▸ Your instructions: Look for the word "with" in the data below, and copy every line that holds it.
[[ Information open ]]
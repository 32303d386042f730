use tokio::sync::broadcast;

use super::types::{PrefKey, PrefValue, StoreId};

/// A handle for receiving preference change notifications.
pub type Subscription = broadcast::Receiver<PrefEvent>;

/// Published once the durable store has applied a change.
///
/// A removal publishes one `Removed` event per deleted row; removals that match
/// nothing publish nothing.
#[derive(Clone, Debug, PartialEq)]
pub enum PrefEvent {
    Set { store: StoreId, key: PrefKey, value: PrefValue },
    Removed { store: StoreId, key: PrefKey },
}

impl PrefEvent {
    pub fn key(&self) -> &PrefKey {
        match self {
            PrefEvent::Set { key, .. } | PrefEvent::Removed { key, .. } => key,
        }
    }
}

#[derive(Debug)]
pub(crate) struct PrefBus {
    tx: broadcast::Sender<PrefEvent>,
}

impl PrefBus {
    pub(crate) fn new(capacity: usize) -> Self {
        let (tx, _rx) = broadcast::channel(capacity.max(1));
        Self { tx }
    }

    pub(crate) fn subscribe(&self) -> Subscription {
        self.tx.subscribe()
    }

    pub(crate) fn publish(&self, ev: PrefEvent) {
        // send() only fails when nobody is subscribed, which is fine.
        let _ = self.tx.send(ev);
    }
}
[[ Information closed ]]
[[ Information open ]]
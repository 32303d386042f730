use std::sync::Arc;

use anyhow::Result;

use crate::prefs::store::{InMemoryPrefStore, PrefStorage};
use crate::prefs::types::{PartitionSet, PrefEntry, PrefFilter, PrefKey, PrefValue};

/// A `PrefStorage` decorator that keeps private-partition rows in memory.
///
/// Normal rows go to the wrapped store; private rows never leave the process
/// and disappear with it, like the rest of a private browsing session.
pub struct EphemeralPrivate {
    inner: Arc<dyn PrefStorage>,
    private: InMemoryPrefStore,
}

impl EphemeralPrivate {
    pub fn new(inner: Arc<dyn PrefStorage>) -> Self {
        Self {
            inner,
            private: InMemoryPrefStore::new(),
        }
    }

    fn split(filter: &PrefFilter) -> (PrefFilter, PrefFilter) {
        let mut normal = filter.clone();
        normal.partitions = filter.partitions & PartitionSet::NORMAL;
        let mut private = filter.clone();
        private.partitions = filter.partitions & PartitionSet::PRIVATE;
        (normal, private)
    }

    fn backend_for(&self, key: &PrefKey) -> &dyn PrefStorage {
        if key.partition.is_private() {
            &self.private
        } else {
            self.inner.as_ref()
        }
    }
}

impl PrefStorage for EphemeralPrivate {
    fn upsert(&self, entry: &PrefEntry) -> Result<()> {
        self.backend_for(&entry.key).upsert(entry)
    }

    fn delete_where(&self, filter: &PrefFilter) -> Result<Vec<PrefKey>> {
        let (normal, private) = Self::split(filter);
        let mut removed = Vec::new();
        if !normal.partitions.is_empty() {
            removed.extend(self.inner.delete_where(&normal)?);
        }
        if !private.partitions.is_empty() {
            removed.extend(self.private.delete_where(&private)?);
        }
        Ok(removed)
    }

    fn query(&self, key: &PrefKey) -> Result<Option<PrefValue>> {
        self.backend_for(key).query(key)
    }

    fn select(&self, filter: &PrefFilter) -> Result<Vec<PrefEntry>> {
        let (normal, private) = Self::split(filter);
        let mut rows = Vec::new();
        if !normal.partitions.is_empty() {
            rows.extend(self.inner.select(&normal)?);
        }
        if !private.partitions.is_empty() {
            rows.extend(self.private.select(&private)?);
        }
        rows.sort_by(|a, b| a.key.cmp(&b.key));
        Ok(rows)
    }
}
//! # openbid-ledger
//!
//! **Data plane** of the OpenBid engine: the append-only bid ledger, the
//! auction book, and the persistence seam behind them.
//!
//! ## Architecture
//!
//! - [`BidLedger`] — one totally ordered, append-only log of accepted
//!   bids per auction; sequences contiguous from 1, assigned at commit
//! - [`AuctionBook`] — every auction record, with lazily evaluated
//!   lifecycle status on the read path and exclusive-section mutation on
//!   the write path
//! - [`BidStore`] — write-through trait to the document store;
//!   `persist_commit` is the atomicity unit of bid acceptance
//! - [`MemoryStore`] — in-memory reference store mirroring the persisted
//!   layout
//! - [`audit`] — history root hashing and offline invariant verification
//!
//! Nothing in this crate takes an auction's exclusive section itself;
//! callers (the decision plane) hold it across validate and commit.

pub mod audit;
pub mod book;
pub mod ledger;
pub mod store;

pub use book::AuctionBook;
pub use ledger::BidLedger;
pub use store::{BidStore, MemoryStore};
[[ Information closed ]]
[[ Information open ]]
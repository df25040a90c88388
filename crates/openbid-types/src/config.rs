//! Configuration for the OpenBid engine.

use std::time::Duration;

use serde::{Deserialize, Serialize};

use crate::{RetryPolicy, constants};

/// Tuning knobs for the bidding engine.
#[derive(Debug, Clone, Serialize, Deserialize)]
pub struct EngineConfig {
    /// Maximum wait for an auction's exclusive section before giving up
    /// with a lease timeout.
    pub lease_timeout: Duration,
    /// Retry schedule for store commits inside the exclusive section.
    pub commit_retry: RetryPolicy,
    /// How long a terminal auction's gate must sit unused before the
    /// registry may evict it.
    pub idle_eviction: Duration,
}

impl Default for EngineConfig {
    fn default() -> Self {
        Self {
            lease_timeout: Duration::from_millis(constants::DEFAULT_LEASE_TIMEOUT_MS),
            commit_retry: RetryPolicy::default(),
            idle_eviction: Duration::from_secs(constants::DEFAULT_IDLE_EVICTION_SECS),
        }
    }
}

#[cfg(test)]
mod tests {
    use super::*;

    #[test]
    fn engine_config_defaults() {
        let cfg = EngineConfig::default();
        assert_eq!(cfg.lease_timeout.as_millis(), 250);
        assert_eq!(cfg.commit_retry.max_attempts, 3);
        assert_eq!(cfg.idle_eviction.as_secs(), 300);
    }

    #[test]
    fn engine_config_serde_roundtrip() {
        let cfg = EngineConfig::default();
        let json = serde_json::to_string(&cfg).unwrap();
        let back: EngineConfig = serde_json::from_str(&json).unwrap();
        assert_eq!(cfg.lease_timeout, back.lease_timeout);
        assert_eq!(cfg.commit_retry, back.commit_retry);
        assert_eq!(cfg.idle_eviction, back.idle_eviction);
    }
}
[[ Information closed ]]
▸ Answer box:
/// and disappear with it, like the rest of a private browsing session.
//! - [`AuctionBook`] — every auction record, with lazily evaluated
    /// with a lease timeout.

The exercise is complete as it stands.